Banks ratings under scanner

DECCAN CHRONICLE.
Published Jun 2, 2018, 12:48 am IST
Updated Jun 2, 2018, 12:48 am IST
Fitch noted that losses were big enough to wipe off the $13b fund infused in FY18.
The rating agency noted that losses were reported at 19 of the 21 state banks in FY18, including State Bank of India (SBI), while earnings at the large private banks also came under significant pressure, with Axis Bank reporting its first-ever quarterly loss.
 The rating agency noted that losses were reported at 19 of the 21 state banks in FY18, including State Bank of India (SBI), while earnings at the large private banks also came under significant pressure, with Axis Bank reporting its first-ever quarterly loss.

Mumbai: Fitch Ratings on Friday said the heavy losses and capital erosion reported by Indian banks in their results for FY18 would put further pressure on their viability ratings. It noted that the cumulative losses at the state banks were large enough to wipe out almost all of the government’s capital injections of $13 billion in FY18, and weak performance is likely to continue in the coming year.

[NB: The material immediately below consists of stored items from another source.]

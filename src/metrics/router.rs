use anyhow::{anyhow, Result};
use axum::{routing::get, Router};
use metrics_exporter_prometheus::{Matcher, PrometheusBuilder, PrometheusHandle, PrometheusRecorder};
use std::future::ready;
use std::num::NonZeroU32;
use std::time::Duration;
use tokio_util::sync::CancellationToken;
use tracing::{debug, info};

use crate::config::MetricsConfig;
use crate::metrics::filter::{DenyPathRecorder, PathRules};
use crate::metrics::{DRINK_PRICE_VALUES, DRINK_PRICE_WORK_DURATION, HTTP_REQUESTS_DURATION};

/// Number of rotating buckets behind each summary's rolling window.
const SUMMARY_BUCKET_COUNT: u32 = 3;
/// How often histogram buffers are drained into the exporter's storage.
pub const UPKEEP_INTERVAL: Duration = Duration::from_secs(5);

// Creates a new Axum Router for the /metrics endpoint.
// This endpoint will expose metrics in the Prometheus format.
pub fn metrics_router(handle: PrometheusHandle) -> Router {
    Router::new().route("/metrics", get(move || ready(handle.render())))
}

/// Builds the filtered Prometheus recorder described by `config` without
/// installing it.
///
/// The detailed timer, the value summary and HTTP latencies are exported as
/// histograms; every other histogram becomes a summary with the configured
/// quantiles, aged out over the value summary's expiry.
///
/// # Errors
///
/// Returns an error if the exporter rejects the quantiles, buckets or expiry
/// (an empty quantile or bucket list, or a zero-length summary window).
pub fn build_recorder(
    config: &MetricsConfig,
) -> Result<(DenyPathRecorder<PrometheusRecorder>, PrometheusHandle)> {
    let bucket_duration = config.value_summary.expiry / SUMMARY_BUCKET_COUNT;

    let mut builder = PrometheusBuilder::new()
        .set_quantiles(&config.quantiles)?
        .set_bucket_count(
            NonZeroU32::new(SUMMARY_BUCKET_COUNT).ok_or_else(|| anyhow!("zero summary buckets"))?,
        )
        .set_bucket_duration(bucket_duration)?
        .set_buckets_for_metric(
            Matcher::Full(DRINK_PRICE_WORK_DURATION.to_string()),
            &config.detailed_timer.buckets(),
        )?
        .set_buckets_for_metric(
            Matcher::Full(DRINK_PRICE_VALUES.to_string()),
            &config.value_summary.buckets(),
        )?
        .set_buckets_for_metric(
            Matcher::Full(HTTP_REQUESTS_DURATION.to_string()),
            &config.http_duration_buckets,
        )?;

    for (key, value) in &config.common_labels {
        builder = builder.add_global_label(key.clone(), value.clone());
    }

    let recorder = builder.build_recorder();
    let handle = recorder.handle();
    let filtered = DenyPathRecorder::new(recorder, PathRules::from(config));

    Ok((filtered, handle))
}

/// Builds the recorder and installs it as the process-wide recorder.
///
/// # Errors
///
/// Returns an error if the configuration is rejected or a global recorder is
/// already installed.
pub fn install_recorder(config: &MetricsConfig) -> Result<PrometheusHandle> {
    let (recorder, handle) = build_recorder(config)?;
    ::metrics::set_global_recorder(recorder)
        .map_err(|_| anyhow!("a global metrics recorder is already installed"))?;

    info!(
        quantiles = ?config.quantiles,
        denied_prefixes = ?config.denied_path_prefixes,
        "Metrics recorder installed"
    );
    Ok(handle)
}

// Periodically drains histogram buffers so scrapes stay cheap and summary
// windows keep rolling even when nobody scrapes.
pub async fn run_upkeep(handle: PrometheusHandle, cancel_token: CancellationToken) {
    let mut interval = tokio::time::interval(UPKEEP_INTERVAL);
    loop {
        tokio::select! {
            () = cancel_token.cancelled() => {
                debug!("Metrics upkeep shutting down");
                break;
            }
            _ = interval.tick() => handle.run_upkeep(),
        }
    }
}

The rating agency noted that losses were reported at 19 of the 21 state banks in FY18, including State Bank of India (SBI), while earnings at the large private banks also came under significant pressure, with Axis Bank reporting its first-ever quarterly loss. “These losses have put further pressure on capital ratios,” Fitch said.

 

According to it, six state-owned banks reported common equity Tier 1 (CET1) ratios that did not meet the regulatory minimum capital conservation buffer levels of 7.375 per cent in March 2018, including PNB, the second-largest state bank.

The government has earmarked another $11 billion for recapitalisation in FY19, which should help banks to avoid breaching regulatory triggers. However, Fitch said more government capital is required to stabilise banks’ balance sheets, meet regulatory requirements and support growth — given that there could be further losses over the next few quarters.

 

“It is also possible that more state banks will be placed in the RBI’s “prompt corrective action” (PCA) framework, which allows the central bank to intervene in a banks’ management, as most are in breach of at least one risk threshold. 11 state banks are already under the PCA framework,” Fitch added.

On an optimistic note, it said that the regulatory efforts to speed up problem-loan resolution could release capital if recoveries prove higher than current provisions, as was the case in some recent resolutions.

 

Fitch believes that some of the 40 large non performing loan (NPL) accounts currently in the insolvency courts — which constitute 40 to 50 per cent of the NPL stock — could be resolved in FY19, although there remains a risk of legal delays.